How to make a cat gain weight: Viruses
The most common virus that can cause a failure to thrive is Feline Coronavirus. Feline Coronavirus is essentially a tummy bug for cats, like Norovirus for humans. It causes mild to moderate diarrhea in cats. There is no treatment for Coronavirus, but there are things you can do to help your cat recover as quickly as possible. This is discussed further in our article on Feline Coronavirus, which is well worth a read.
Bacterial infections like Campylobacter and E-coli can affect cats and humans. Be very careful if your cat has one of these, because you can catch it from them, and they can be very serious in humans. If you suspect your cat has a bacterial infection you will need to take him to the vet. Only a vet can test for and confirm what bacteria is causing the problem, and your cat will need an antibiotic that is specifically for that bacteria. Symptoms could include smelly diarrhea, general lack of energy and slow growth.

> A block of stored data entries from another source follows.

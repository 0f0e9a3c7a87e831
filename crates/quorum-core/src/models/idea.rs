//! Idea model

use serde::{Deserialize, Serialize};

use super::{IdeaId, UserId};

/// The parent proposal that suggestions comment on
#[derive(Debug, Clone, PartialEq, Eq, Serialize, Deserialize)]
pub struct Idea {
    /// Unique identifier
    pub id: IdeaId,
    /// Owner of the idea, the only user allowed to merge or resolve on it
    pub author_id: UserId,
    /// Short title
    pub title: String,
    /// Creation timestamp (Unix ms)
    pub created_at: i64,
}

impl Idea {
    /// Create a new idea owned by `author_id`
    #[must_use]
    pub fn new(author_id: UserId, title: impl Into<String>) -> Self {
        Self {
            id: IdeaId::new(),
            author_id,
            title: title.into(),
            created_at: chrono::Utc::now().timestamp_millis(),
        }
    }

    /// Whether `actor` owns this idea
    pub fn is_owned_by(&self, actor: &UserId) -> bool {
        self.author_id == *actor
    }
}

How to make a cat gain weight: Dwarfism
Dwarfism is a very rare condition in cats, but it does occur. Dwarf cats have tend to have skeletal problems, including shorter legs. Your vet can do a hormone test to confirm if your cat has dwarfism.

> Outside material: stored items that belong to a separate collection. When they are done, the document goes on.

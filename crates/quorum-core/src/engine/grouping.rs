//! Greedy similarity grouping used by consensus merging
//!
//! Each suggestion is compared only with the first member of every existing
//! group, in group order, and joins the first group it is similar enough to.
//! The result depends on input order and is not transitive: a suggestion close
//! to a later member but not to the first one opens its own group.

use super::similarity::WordSet;
use crate::config::DEFAULT_GROUPING_THRESHOLD;
use crate::models::Suggestion;

#[derive(Debug, Clone, Copy, PartialEq)]
pub struct Grouper {
    threshold: f64,
}

impl Default for Grouper {
    fn default() -> Self {
        Self::new(DEFAULT_GROUPING_THRESHOLD)
    }
}

impl Grouper {
    pub const fn new(threshold: f64) -> Self {
        Self { threshold }
    }

    /// Partition `suggestions` into non-empty groups, preserving input order
    /// inside each group.
    pub fn group<'a>(&self, suggestions: &'a [Suggestion]) -> Vec<Vec<&'a Suggestion>> {
        let mut groups: Vec<(WordSet, Vec<&'a Suggestion>)> = Vec::new();

        for suggestion in suggestions {
            let words = WordSet::new(&suggestion.content);
            let matching = groups
                .iter_mut()
                .find(|(leader, _)| words.jaccard(leader) > self.threshold);

            match matching {
                Some((_, members)) => members.push(suggestion),
                None => groups.push((words, vec![suggestion])),
            }
        }

        groups.into_iter().map(|(_, members)| members).collect()
    }
}

/// Group with the default threshold
pub fn group(suggestions: &[Suggestion]) -> Vec<Vec<&Suggestion>> {
    Grouper::default().group(suggestions)
}

#[cfg(test)]
mod tests {
    use super::*;
    use crate::models::{IdeaId, SuggestionId, SuggestionKind, UserId};
    use std::collections::HashSet;

    fn batch(texts: &[&str]) -> Vec<Suggestion> {
        let idea = IdeaId::new();
        texts
            .iter()
            .map(|text| Suggestion::new(idea, UserId::new(), *text, SuggestionKind::General))
            .collect()
    }

    fn contents(groups: &[Vec<&Suggestion>]) -> Vec<Vec<String>> {
        groups
            .iter()
            .map(|members| members.iter().map(|s| s.content.clone()).collect())
            .collect()
    }

    #[test]
    fn test_empty_input() {
        assert!(group(&[]).is_empty());
    }

    #[test]
    fn test_partition_covers_every_suggestion_once() {
        let suggestions = batch(&[
            "add dark mode",
            "add dark mode please",
            "export to pdf",
            "add dark mode now",
            "export to pdf files",
            "nothing alike",
        ]);

        let groups = group(&suggestions);
        assert!(groups.iter().all(|members| !members.is_empty()));

        let seen: Vec<SuggestionId> = groups.iter().flatten().map(|s| s.id).collect();
        let unique: HashSet<_> = seen.iter().collect();
        assert_eq!(seen.len(), suggestions.len());
        assert_eq!(unique.len(), suggestions.len());
    }

    #[test]
    fn test_groups_follow_input_order() {
        let suggestions = batch(&[
            "add dark mode",
            "export to pdf",
            "add dark mode please",
            "export to pdf files",
        ]);

        assert_eq!(
            contents(&group(&suggestions)),
            vec![
                vec!["add dark mode", "add dark mode please"],
                vec!["export to pdf", "export to pdf files"],
            ]
        );
    }

    #[test]
    fn test_only_first_member_is_compared() {
        // "a b c d e" is the leader; "a b c d e f" joins (5/6).
        // "b c d e f g" is close to the second member (5/7) but not the
        // leader (4/7), so it starts its own group.
        let suggestions = batch(&["a b c d e", "a b c d e f", "b c d e f g"]);

        let groups = group(&suggestions);
        assert_eq!(groups.len(), 2);
        assert_eq!(groups[0].len(), 2);
        assert_eq!(groups[1][0].content, "b c d e f g");
    }

    #[test]
    fn test_joins_first_matching_group() {
        let suggestions = batch(&["x y z w", "x y z v", "x y z"]);
        // "x y z w" vs "x y z v" = 3/5, not above 0.6: two groups.
        // "x y z" matches both leaders at 3/4 and joins the first.
        let groups = group(&suggestions);
        assert_eq!(groups.len(), 2);
        assert_eq!(groups[0].len(), 2);
        assert_eq!(groups[0][1].content, "x y z");
    }
}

How to make a cat gain weight: Serious illness
Usually a serious illness causing a lack of growth or weight loss would be accompanied by other symptoms. If your cat loses weight rapidly, take him immediately to a vet - it can be an emergency. If your cat has diarrhea, loses her appetite, is vomiting, feverish or has any change in his personality, take him immediately to the vet. Liver disease, kidney disease, cancer, pancreatitis and many other serious illnesses can all cause a cat to lose weight.
If none of these options seem to fit with your cat's weight loss or failure to thrive, please contact your vet. Your vet should be able to help you answer the question of how to make a cat gain weight.